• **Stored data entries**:
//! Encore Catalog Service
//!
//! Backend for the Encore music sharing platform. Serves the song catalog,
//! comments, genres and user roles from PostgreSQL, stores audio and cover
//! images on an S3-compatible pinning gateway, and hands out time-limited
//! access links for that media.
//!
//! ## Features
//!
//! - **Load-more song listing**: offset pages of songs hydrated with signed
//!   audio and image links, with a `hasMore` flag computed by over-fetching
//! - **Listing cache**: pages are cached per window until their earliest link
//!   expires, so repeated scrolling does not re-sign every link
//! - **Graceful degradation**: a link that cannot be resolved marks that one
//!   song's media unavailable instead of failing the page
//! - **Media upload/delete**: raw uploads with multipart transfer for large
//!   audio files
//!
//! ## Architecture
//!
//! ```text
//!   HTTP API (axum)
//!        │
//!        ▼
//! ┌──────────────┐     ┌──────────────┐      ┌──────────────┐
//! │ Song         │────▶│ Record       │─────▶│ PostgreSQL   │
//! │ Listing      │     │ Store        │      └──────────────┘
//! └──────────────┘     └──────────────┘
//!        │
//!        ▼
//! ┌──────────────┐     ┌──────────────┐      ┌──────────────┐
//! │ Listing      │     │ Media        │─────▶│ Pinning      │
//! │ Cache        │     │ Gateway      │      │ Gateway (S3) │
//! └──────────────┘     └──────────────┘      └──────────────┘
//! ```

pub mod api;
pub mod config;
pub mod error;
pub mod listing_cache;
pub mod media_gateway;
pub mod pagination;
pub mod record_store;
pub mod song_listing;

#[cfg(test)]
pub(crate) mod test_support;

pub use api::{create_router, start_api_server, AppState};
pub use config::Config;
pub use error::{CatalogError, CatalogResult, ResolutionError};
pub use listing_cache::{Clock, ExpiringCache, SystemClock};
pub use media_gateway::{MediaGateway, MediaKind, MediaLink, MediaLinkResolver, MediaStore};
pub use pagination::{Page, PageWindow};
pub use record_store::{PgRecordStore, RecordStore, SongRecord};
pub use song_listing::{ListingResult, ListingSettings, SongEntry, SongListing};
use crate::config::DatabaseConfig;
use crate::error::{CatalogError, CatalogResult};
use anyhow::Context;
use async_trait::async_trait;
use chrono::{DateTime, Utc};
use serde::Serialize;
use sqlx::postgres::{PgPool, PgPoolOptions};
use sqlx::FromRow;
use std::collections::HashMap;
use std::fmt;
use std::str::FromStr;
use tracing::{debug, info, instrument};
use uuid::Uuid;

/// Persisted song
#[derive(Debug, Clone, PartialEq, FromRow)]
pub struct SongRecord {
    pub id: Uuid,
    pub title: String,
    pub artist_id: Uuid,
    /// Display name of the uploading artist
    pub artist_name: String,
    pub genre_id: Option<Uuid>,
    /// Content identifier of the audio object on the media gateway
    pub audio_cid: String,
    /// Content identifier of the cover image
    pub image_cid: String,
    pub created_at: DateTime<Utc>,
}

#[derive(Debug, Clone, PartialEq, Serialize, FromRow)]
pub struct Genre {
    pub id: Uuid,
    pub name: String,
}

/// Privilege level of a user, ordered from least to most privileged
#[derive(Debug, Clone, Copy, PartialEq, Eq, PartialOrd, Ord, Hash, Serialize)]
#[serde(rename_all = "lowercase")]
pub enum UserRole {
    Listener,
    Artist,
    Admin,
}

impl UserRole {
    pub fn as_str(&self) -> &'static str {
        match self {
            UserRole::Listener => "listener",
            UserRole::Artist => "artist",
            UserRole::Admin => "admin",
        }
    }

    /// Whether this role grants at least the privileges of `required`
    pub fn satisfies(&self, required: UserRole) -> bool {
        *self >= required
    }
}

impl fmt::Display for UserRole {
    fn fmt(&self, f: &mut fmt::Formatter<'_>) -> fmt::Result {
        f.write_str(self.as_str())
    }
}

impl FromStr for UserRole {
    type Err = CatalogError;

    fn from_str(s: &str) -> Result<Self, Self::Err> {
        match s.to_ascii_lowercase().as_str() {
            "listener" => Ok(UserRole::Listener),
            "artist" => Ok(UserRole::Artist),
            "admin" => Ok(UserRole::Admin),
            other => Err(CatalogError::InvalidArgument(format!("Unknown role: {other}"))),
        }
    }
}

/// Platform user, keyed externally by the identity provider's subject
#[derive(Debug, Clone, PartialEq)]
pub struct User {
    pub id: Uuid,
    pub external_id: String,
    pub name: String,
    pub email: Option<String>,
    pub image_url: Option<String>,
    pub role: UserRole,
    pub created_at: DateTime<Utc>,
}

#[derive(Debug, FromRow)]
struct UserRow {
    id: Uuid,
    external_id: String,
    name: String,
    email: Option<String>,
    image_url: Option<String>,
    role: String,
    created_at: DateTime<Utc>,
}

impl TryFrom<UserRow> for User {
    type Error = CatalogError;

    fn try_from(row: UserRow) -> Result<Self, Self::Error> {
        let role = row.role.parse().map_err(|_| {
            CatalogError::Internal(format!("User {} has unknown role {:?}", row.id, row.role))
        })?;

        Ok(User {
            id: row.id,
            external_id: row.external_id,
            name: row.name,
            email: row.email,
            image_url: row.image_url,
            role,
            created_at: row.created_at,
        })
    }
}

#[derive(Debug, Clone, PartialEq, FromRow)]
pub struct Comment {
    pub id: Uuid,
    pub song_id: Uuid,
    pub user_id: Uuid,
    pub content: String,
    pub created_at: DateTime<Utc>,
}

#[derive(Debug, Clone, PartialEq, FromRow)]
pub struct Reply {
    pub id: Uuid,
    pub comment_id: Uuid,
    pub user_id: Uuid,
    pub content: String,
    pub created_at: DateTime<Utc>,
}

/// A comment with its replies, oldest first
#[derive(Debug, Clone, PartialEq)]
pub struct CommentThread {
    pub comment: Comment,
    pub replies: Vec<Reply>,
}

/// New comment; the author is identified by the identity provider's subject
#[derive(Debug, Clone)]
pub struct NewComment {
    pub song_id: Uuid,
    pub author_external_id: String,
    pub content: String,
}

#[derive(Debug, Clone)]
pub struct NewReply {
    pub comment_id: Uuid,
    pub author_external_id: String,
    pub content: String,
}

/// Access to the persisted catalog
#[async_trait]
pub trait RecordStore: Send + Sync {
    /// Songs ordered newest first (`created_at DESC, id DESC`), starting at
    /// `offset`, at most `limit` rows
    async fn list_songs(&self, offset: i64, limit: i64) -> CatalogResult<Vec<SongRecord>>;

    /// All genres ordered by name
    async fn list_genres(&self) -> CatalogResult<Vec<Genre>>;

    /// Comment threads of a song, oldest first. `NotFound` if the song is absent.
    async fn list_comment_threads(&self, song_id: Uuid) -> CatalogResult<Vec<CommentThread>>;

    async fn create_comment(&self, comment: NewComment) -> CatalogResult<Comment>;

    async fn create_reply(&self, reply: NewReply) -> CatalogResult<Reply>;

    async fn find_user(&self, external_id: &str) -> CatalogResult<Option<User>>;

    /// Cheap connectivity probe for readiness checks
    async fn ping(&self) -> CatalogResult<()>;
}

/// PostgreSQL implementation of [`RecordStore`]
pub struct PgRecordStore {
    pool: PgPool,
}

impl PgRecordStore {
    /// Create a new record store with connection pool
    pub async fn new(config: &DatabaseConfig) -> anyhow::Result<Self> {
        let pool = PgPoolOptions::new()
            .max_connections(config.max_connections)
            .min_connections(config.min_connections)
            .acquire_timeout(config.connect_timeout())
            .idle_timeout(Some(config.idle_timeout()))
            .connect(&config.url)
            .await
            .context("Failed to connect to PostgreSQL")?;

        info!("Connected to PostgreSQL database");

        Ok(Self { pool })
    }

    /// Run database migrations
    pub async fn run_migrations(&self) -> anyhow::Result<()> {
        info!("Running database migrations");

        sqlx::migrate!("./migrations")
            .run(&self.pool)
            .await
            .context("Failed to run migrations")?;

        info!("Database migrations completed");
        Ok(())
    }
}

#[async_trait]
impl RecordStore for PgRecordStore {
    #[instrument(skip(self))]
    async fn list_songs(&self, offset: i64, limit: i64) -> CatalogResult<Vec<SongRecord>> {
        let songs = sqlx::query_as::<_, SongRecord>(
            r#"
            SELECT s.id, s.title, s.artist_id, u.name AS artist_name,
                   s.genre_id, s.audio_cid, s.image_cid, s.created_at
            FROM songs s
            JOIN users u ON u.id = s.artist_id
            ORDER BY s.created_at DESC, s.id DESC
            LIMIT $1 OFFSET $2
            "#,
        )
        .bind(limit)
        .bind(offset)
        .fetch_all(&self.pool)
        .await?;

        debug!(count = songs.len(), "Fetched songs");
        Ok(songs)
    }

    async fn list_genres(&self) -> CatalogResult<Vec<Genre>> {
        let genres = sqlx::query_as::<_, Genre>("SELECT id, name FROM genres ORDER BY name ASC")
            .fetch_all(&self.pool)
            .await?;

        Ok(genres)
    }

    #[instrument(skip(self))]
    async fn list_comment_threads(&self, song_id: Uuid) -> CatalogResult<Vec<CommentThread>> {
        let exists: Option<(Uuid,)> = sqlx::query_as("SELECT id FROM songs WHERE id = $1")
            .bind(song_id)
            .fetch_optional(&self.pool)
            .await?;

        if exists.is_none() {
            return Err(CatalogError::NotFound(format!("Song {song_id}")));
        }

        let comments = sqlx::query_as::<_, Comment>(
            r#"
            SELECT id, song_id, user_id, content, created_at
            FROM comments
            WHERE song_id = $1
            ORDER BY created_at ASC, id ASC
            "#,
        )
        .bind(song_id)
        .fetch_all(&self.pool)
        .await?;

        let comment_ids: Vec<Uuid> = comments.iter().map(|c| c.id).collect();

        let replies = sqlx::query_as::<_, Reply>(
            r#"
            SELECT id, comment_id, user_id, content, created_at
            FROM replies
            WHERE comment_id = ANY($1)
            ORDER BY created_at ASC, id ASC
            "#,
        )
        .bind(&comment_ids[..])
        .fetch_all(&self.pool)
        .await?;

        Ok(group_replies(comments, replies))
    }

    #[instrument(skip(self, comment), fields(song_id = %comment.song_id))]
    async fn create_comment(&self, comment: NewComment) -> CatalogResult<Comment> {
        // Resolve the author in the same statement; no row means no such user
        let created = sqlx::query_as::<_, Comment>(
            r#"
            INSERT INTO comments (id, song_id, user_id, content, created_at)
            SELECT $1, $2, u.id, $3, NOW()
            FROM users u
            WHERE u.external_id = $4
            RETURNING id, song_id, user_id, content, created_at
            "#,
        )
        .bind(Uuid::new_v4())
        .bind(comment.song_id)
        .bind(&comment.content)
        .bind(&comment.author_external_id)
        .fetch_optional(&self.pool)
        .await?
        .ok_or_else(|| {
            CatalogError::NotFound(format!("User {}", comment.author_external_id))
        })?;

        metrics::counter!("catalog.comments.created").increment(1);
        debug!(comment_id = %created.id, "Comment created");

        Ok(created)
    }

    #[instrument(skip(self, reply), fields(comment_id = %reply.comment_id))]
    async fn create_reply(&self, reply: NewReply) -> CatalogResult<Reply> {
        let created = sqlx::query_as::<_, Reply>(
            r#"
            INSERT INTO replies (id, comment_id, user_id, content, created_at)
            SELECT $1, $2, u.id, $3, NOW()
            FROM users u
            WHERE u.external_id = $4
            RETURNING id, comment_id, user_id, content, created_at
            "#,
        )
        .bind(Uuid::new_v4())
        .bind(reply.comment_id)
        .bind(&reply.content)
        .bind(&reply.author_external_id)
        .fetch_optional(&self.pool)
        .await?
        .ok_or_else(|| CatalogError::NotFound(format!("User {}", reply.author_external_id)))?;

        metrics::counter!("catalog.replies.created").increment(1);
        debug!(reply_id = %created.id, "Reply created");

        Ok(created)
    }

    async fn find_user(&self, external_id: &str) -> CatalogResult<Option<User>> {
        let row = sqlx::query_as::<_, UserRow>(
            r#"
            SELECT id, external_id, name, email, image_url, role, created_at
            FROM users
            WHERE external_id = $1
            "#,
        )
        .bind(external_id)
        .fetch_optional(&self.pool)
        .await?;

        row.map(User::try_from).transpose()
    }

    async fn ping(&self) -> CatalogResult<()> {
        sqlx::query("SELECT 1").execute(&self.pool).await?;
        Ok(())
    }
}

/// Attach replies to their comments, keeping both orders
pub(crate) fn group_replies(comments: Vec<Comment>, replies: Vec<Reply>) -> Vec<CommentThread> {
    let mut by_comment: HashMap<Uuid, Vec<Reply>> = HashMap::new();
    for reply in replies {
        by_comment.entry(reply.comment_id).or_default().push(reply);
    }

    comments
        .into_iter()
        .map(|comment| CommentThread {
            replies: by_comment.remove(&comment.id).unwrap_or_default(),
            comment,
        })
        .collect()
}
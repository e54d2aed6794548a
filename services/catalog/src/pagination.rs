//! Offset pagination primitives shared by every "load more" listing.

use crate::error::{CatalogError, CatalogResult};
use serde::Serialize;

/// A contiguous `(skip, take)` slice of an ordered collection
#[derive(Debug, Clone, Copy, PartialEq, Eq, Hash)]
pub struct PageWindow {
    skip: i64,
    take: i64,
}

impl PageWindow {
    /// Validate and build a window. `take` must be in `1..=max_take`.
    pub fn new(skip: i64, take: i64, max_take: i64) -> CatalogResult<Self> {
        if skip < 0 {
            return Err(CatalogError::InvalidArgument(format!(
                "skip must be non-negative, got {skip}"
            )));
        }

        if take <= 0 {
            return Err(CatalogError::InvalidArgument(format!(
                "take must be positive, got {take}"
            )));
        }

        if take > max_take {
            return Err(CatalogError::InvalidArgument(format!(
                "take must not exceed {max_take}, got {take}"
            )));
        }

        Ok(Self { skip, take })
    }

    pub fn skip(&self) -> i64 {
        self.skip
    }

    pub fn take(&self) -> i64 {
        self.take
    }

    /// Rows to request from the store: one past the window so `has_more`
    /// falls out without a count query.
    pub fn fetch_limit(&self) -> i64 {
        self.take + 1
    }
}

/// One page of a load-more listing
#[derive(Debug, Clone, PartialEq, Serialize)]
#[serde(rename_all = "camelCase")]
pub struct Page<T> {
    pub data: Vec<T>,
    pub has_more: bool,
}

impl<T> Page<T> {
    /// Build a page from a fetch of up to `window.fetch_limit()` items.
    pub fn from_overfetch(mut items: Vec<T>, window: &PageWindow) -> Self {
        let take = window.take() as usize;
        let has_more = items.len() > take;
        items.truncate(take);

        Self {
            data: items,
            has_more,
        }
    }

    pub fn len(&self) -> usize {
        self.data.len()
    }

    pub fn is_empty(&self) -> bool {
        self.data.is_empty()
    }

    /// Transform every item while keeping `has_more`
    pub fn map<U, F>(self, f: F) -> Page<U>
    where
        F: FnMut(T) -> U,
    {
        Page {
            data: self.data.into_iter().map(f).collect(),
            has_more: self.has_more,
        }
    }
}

• **Assigned task**: Give back the records above exactly, limited to the lines between the one holding "row.map(User::try_from).transpose()" and the one holding "if skip < 0", inclusive.

• **Completed exercise**:
        row.map(User::try_from).transpose()
    }

    async fn ping(&self) -> CatalogResult<()> {
        sqlx::query("SELECT 1").execute(&self.pool).await?;
        Ok(())
    }
}

/// Attach replies to their comments, keeping both orders
pub(crate) fn group_replies(comments: Vec<Comment>, replies: Vec<Reply>) -> Vec<CommentThread> {
    let mut by_comment: HashMap<Uuid, Vec<Reply>> = HashMap::new();
    for reply in replies {
        by_comment.entry(reply.comment_id).or_default().push(reply);
    }

    comments
        .into_iter()
        .map(|comment| CommentThread {
            replies: by_comment.remove(&comment.id).unwrap_or_default(),
            comment,
        })
        .collect()
}
repository e54d2aed6794548a
filename services/catalog/src/pagination.rs
//! Offset pagination primitives shared by every "load more" listing.

use crate::error::{CatalogError, CatalogResult};
use serde::Serialize;

/// A contiguous `(skip, take)` slice of an ordered collection
#[derive(Debug, Clone, Copy, PartialEq, Eq, Hash)]
pub struct PageWindow {
    skip: i64,
    take: i64,
}

impl PageWindow {
    /// Validate and build a window. `take` must be in `1..=max_take`.
    pub fn new(skip: i64, take: i64, max_take: i64) -> CatalogResult<Self> {
        if skip < 0 {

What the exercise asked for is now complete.